📝

Diving into F-Statistic in IV Regression

This worksheet walks through the first-stage F-statistic — the central diagnostic for whether an instrumental variable is strong enough to use. We go from scratch: what the F-stat is, what it tests, how to compute it by hand and in Stata, and how the presence of covariates changes everything.

Dataset: nlsw88 (National Longitudinal Survey of Women, 1988), built into Stata.

Running example throughout:

Outcome Y: wage (hourly wage)
Endogenous variable D: union (union membership — workers self-select into unions, so OLS is biased)
Instrument Z: south (lives in the South — Southern states have historically lower unionization rates due to right-to-work laws)
Covariates X: age, ttl_exp, collgrad

Note on the instrument: We use south as a teaching instrument. This is probably a bad instrument, but just wanted to use a dataset that y’all ca touch!

Section 1: What Is the F-Statistic?

The F-statistic is a test statistic for a joint hypothesis — it tests whether a group of coefficients is simultaneously equal to zero. It is named after the statistician Ronald Fisher.

Technical definition: Given an unrestricted model and a restricted model (where some coefficients are forced to zero), the F-statistic measures how much the fit deteriorates when we impose the restrictions:

$F = \frac{(RSS_R - RSS_{UR})/ q}{RSS_{UR} / (n - k - 1)}$

Where:

$RSS_R$ = Residual Sum of Squares from the restricted model (without the tested variables)
$RSS_{UR}$ = Residual Sum of Squares from the unrestricted model (with the tested variables)
$q$ = number of restrictions (number of variables being tested jointly)
$n$ = sample size
$k$ = number of slope parameters in the unrestricted model (not counting the constant)
$n - k - 1$ = denominator degrees of freedom

Less-technical definition: The F-statistic is a signal-to-noise ratio. The "signal" is the share of variation in D that Z accounts for; the "noise" is the residual variation in D that Z cannot explain. A large F means Z's signal stands out clearly above the background noise. A small F means Z is essentially indistinguishable from noise.

In plain language, an F of, say, 20 means: the variation in D explained by Z is about 20 times larger than the unexplained variation per degree of freedom — so the instrument's signal is clearly not just noise.

Section 2: What Is the F-Stat Testing in IV?

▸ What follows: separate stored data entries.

//!
//! # Serialization & Deserialization Utilities
//! (and file IO for those serialized objects)
//!

// Std-lib
use std::io::{BufReader, BufWriter, Read, Write};
use std::path::Path;

// Crates.io
use serde::de::DeserializeOwned;
use serde::Serialize;
use textwrap::dedent;

/// # Enumerated First-Class-Supported Serialization Formats
#[derive(Debug, Clone, Copy, PartialEq, Eq)]
pub enum SerializationFormat {
    Json,
    Yaml,
    Toml,
}
impl SerializationFormat {
    /// Infer the format from the extension of file `fname`, if recognized.
    pub fn from_path(fname: impl AsRef<Path>) -> Option<Self> {
        let ext = fname.as_ref().extension()?.to_str()?.to_ascii_lowercase();
        match ext.as_str() {
            "json" => Some(Self::Json),
            "yaml" | "yml" => Some(Self::Yaml),
            "toml" => Some(Self::Toml),
            _ => None,
        }
    }
    /// Convert any [serde::Serialize] data to a serialized string
    pub fn to_string(&self, data: &impl Serialize) -> Result<String, Error> {
        match *self {
            Self::Json => Ok(serde_json::to_string_pretty(data)?),
            Self::Yaml => Ok(serde_yaml::to_string(data)?),
            Self::Toml => Ok(toml::to_string(data)?),
        }
    }
    /// Parse string `s`.
    /// Leading indentation common to all lines is removed first,
    /// so that indented literals in source code parse as expected.
    pub fn from_str<T: DeserializeOwned>(&self, s: &str) -> Result<T, Error> {
        let s = dedent(s);
        match *self {
            Self::Json => Ok(serde_json::from_str(&s)?),
            Self::Yaml => Ok(serde_yaml::from_str(&s)?),
            Self::Toml => Ok(toml::from_str(&s)?),
        }
    }
    /// Save `data` to file `fname`
    pub fn save(&self, data: &impl Serialize, fname: impl AsRef<Path>) -> Result<(), Error> {
        let mut file = BufWriter::new(std::fs::File::create(fname)?);
        let s = self.to_string(data)?;
        file.write_all(s.as_bytes())?;
        file.flush()?;
        Ok(())
    }
    /// Load from file at path `fname`
    pub fn open<T: DeserializeOwned>(&self, fname: impl AsRef<Path>) -> Result<T, Error> {
        let mut file = BufReader::new(std::fs::File::open(&fname)?);
        let rv: T = match *self {
            Self::Json => serde_json::from_reader(file)?,
            Self::Yaml => serde_yaml::from_reader(file)?,
            Self::Toml => {
                // No reader-based TOML API; read it all into a string
                let mut s = String::new();
                file.read_to_string(&mut s)?;
                toml::from_str(&s)?
            }
        };
        Ok(rv)
    }
}

/// # Serialization to & from file trait
///
/// Fully default-implemented, allowing empty implementations
/// for types that implement [serde] serialization and deserialization.
///
pub trait SerdeFile: Serialize + DeserializeOwned {
    /// Save in `fmt`-format to file `fname`
    fn save(&self, fmt: SerializationFormat, fname: impl AsRef<Path>) -> Result<(), Error> {
        fmt.save(self, fname)
    }
    /// Open from `fmt`-format file `fname`
    fn open(fname: impl AsRef<Path>, fmt: SerializationFormat) -> Result<Self, Error> {
        fmt.open(fname)
    }
}

/// Wrapper over the underlying format and IO errors
#[derive(Debug)]
pub struct Error(Box<dyn std::error::Error + Send + Sync>);
impl std::fmt::Display for Error {
    /// Delegate [std::fmt::Display] to the (derived) [std::fmt::Debug] implementation.
    fn fmt(&self, f: &mut std::fmt::Formatter) -> std::fmt::Result {
        write!(f, "{:?}", self)
    }
}
impl std::error::Error for Error {
    fn source(&self) -> Option<&(dyn std::error::Error + 'static)> {
        Some(&*self.0)
    }
}
impl From<serde_json::Error> for Error {
    fn from(e: serde_json::Error) -> Self {
        Self(Box::new(e))
    }
}
impl From<serde_yaml::Error> for Error {
    fn from(e: serde_yaml::Error) -> Self {
        Self(Box::new(e))
    }
}
impl From<toml::ser::Error> for Error {
    fn from(e: toml::ser::Error) -> Self {
        Self(Box::new(e))
    }
}
impl From<toml::de::Error> for Error {
    fn from(e: toml::de::Error) -> Self {
        Self(Box::new(e))
    }
}
impl From<std::io::Error> for Error {
    fn from(e: std::io::Error) -> Self {
        Self(Box::new(e))
    }
}

#[cfg(test)]
mod tests {
    use super::*;
    use serde::Deserialize;

    #[derive(Debug, PartialEq, Serialize, Deserialize)]
    struct Units {
        user: f64,
        db: f64,
    }

    #[test]
    fn formats_from_paths() {
        assert_eq!(SerializationFormat::from_path("a.json"), Some(SerializationFormat::Json));
        assert_eq!(SerializationFormat::from_path("a.YML"), Some(SerializationFormat::Yaml));
        assert_eq!(SerializationFormat::from_path("a.toml"), Some(SerializationFormat::Toml));
        assert_eq!(SerializationFormat::from_path("a.gds"), None);
        assert_eq!(SerializationFormat::from_path("noext"), None);
    }
    #[test]
    fn parse_indented() -> Result<(), Error> {
        let u: Units = SerializationFormat::Toml.from_str(
            r#"
            user = 1e-6
            db = 1e-9
            "#,
        )?;
        assert_eq!(u, Units { user: 1e-6, db: 1e-9 });
        let u: Units = SerializationFormat::Yaml.from_str(
            r#"
            user: 0.5
            db: 0.25
            "#,
        )?;
        assert_eq!(u.user, 0.5);
        Ok(())
    }
}
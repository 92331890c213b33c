//!
//! # GDSR Internal Utilities Crate
//!
//! Shared pointers, error helpers, serialization to and from files,
//! and dependency-ordering of graph-like layout data.
//!

pub mod ptr;
pub use ptr::*;

pub mod ser;
pub use ser::*;

pub mod error;
pub use error::*;

pub mod dep_order;
pub use dep_order::*;
//!
//! # Rectangular Bounding Boxes and Associated Trait
//!

// Crates.io
use serde::{Deserialize, Serialize};

// Local imports
use crate::point::Point;

/// # Rectangular Bounding Box
///
/// Points `p0` and `p1` represent opposite corners of a bounding rectangle.
/// `p0` is always closest to negative-infinity, in both x and y,
/// and `p1` is always closest to positive-infinity.
///
#[derive(Debug, Clone, Copy, Deserialize, Serialize, PartialEq)]
pub struct BoundBox {
    pub p0: Point,
    pub p1: Point,
}
impl BoundBox {
    /// Create a new [BoundBox] from a single [Point].
    /// The resultant [BoundBox] comprises solely the point, having zero area.
    pub fn from_point(pt: Point) -> Self {
        Self { p0: pt, p1: pt }
    }
    /// Create a new [BoundBox] from two points
    pub fn from_points(p0: Point, p1: Point) -> Self {
        Self {
            p0: Point::new(p0.x.min(p1.x), p0.y.min(p1.y)),
            p1: Point::new(p0.x.max(p1.x), p0.y.max(p1.y)),
        }
    }
    /// Create an empty, otherwise invalid [BoundBox]
    pub fn empty() -> Self {
        Self {
            p0: Point::new(f64::INFINITY, f64::INFINITY),
            p1: Point::new(f64::NEG_INFINITY, f64::NEG_INFINITY),
        }
    }
    /// Boolean indication of whether a box is empty
    pub fn is_empty(&self) -> bool {
        self.p0.x > self.p1.x || self.p0.y > self.p1.y
    }
    /// Boolean indication of whether [Point] `pt` lies inside our box. Edges are inclusive.
    pub fn contains(&self, pt: &Point) -> bool {
        self.p0.x <= pt.x && self.p1.x >= pt.x && self.p0.y <= pt.y && self.p1.y >= pt.y
    }
    /// Expand an existing [BoundBox] in all directions by `delta`
    pub fn expand(&mut self, delta: f64) {
        self.p0.x -= delta;
        self.p0.y -= delta;
        self.p1.x += delta;
        self.p1.y += delta;
    }
    /// Get the box's size as an (x,y) tuple
    pub fn size(&self) -> (f64, f64) {
        (self.p1.x - self.p0.x, self.p1.y - self.p0.y)
    }
    /// Calculate our center-point
    pub fn center(&self) -> Point {
        Point::new((self.p0.x + self.p1.x) / 2., (self.p0.y + self.p1.y) / 2.)
    }
}
impl Default for BoundBox {
    fn default() -> Self {
        Self::empty()
    }
}

///
/// # Bounding Box Trait
///
/// Methods for interacting with [BoundBox]s.
/// Implementations for [Point]s, point-lists, and [BoundBox]s
/// enable geometric transformations such as union and intersection.
///
pub trait BoundBoxTrait {
    /// Compute the intersection with rectangular bounding box `bbox`.
    /// Creates and returns a new [BoundBox].
    fn intersection(&self, bbox: &BoundBox) -> BoundBox {
        let this = self.bbox();
        let pmin = Point::new(this.p0.x.max(bbox.p0.x), this.p0.y.max(bbox.p0.y));
        let pmax = Point::new(this.p1.x.min(bbox.p1.x), this.p1.y.min(bbox.p1.y));
        if pmin.x > pmax.x || pmin.y > pmax.y {
            return BoundBox::empty();
        }
        BoundBox { p0: pmin, p1: pmax }
    }
    /// Compute the union with rectangular bounding box `bbox`.
    /// Creates and returns a new [BoundBox].
    fn union(&self, bbox: &BoundBox) -> BoundBox {
        let this = self.bbox();
        BoundBox {
            p0: Point::new(this.p0.x.min(bbox.p0.x), this.p0.y.min(bbox.p0.y)),
            p1: Point::new(this.p1.x.max(bbox.p1.x), this.p1.y.max(bbox.p1.y)),
        }
    }
    /// Compute a rectangular bounding box around the implementing type.
    fn bbox(&self) -> BoundBox;
}

impl BoundBoxTrait for BoundBox {
    fn bbox(&self) -> BoundBox {
        *self
    }
}
impl BoundBoxTrait for Point {
    fn bbox(&self) -> BoundBox {
        BoundBox::from_point(*self)
    }
}
impl BoundBoxTrait for [Point] {
    fn bbox(&self) -> BoundBox {
        self.iter()
            .fold(BoundBox::empty(), |bbox, pt| pt.union(&bbox))
    }
}
impl BoundBoxTrait for Vec<Point> {
    fn bbox(&self) -> BoundBox {
        self.as_slice().bbox()
    }
}

#[cfg(test)]
mod tests {
    use super::*;

    #[test]
    fn empty_boxes() {
        let empty = BoundBox::empty();
        assert!(empty.is_empty());
        let pts: Vec<Point> = Vec::new();
        assert!(pts.bbox().is_empty());
        let b = BoundBox::from_points(Point::new(1., 1.), Point::new(0., 0.));
        assert_eq!(empty.union(&b), b);
        assert!(b.intersection(&empty).is_empty());
    }
    #[test]
    fn unions_and_intersections() {
        let a = BoundBox::from_points(Point::new(0., 0.), Point::new(2., 2.));
        let b = BoundBox::from_points(Point::new(1., -1.), Point::new(3., 1.));
        assert_eq!(
            a.union(&b),
            BoundBox::from_points(Point::new(0., -1.), Point::new(3., 2.))
        );
        assert_eq!(
            a.intersection(&b),
            BoundBox::from_points(Point::new(1., 0.), Point::new(2., 1.))
        );
        assert_eq!(a.size(), (2., 2.));
        assert_eq!(a.center(), Point::new(1., 1.));
        assert!(a.contains(&Point::new(2., 0.)));
        assert!(!a.contains(&Point::new(2.1, 0.)));
    }
}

Before running IV, we must run the first stage: regress the endogenous variable D on the instrument Z (and any covariates X). The first-stage F-statistic tests:

$H_0$ : The instrument(s) have no effect on the endogenous variable (coefficient on Z = 0)
$H_1$ : The instrument(s) do affect the endogenous variable

Technical interpretation: A large first-stage F means the Z-driven variation in D is large relative to the residual variation in D that Z cannot explain. This is a signal-to-noise comparison — not a statement about the size of the coefficient on Z. A small coefficient can produce a high F if Z varies widely across observations; a large coefficient can produce a low F if Z barely varies. If we fail to reject $H_0$ , Z's signal in D is swamped by noise, and the IV strategy collapses.

Non-technical interpretation: Imagine trying to pick up a radio station while there is a lot of static. The F-statistic asks: how much of the variation we observe in D comes from the clean signal of Z, compared to the random noise that Z cannot explain? A high F means Z's signal is loud and clear — it accounts for a noticeable share of D's variation relative to the leftover noise. A low F means Z's signal is barely distinguishable from static — almost all the variation in D looks like noise from Z's perspective.

Notice this is very different from asking "how big is the coefficient on Z" — the F-stat is about explained variation relative to noise, not about the size of a marginal effect.

If the instrument is weak (low F), two bad things happen:

IV estimates are biased — they drift back toward the biased OLS estimates
Standard errors explode — the estimates become very imprecise

Section 3: The Formula in Detail

$F = \frac{(RSS_R - RSS_{UR}) / q}{RSS_{UR} / (n - k - 1)}$

Symbol	Name	Meaning
$RSS_R$	Restricted RSS	Misfit when we exclude the instrument
$RSS_{UR}$	Unrestricted RSS	Misfit when we include the instrument
$RSS_R - RSS_{UR}$	Improvement in fit	How much better the model fits when Z is added
$q$	Number of restrictions	How many instruments are being tested (usually 1)
$n$	Sample size	Total observations
$k$	Slope parameters	Regressors in unrestricted model (not counting the constant)
$n - k - 1$	Denominator df	Observations "left over" after estimating all parameters

A Brief Detour: What Are Degrees of Freedom?

Every time you estimate a parameter, you "use up" one observation. If you have $n = 100$ observations and estimate 3 parameters (intercept + two slopes), you have $100 - 3 = 97$ degrees of freedom remaining.

Technical: Dividing SSR by its degrees of freedom gives an unbiased estimate of $\sigma^2$ . If we divided by $n$ instead of $n-k-1$ , we would systematically underestimate $\sigma^2$ .

Non-technical: Think of degrees of freedom as "free choices." If you have 100 exam scores and are told the mean is 75, you can freely choose 99 of them — the 100th is determined, like it has to be something specific because they mean is 75 and you’ve picked the other numbers so the last number has to help you make the mean 75, you have 99 free choices but the last ain’t one. You've used up one degree of freedom to estimate the mean. Each additional parameter costs one more degree of freedom.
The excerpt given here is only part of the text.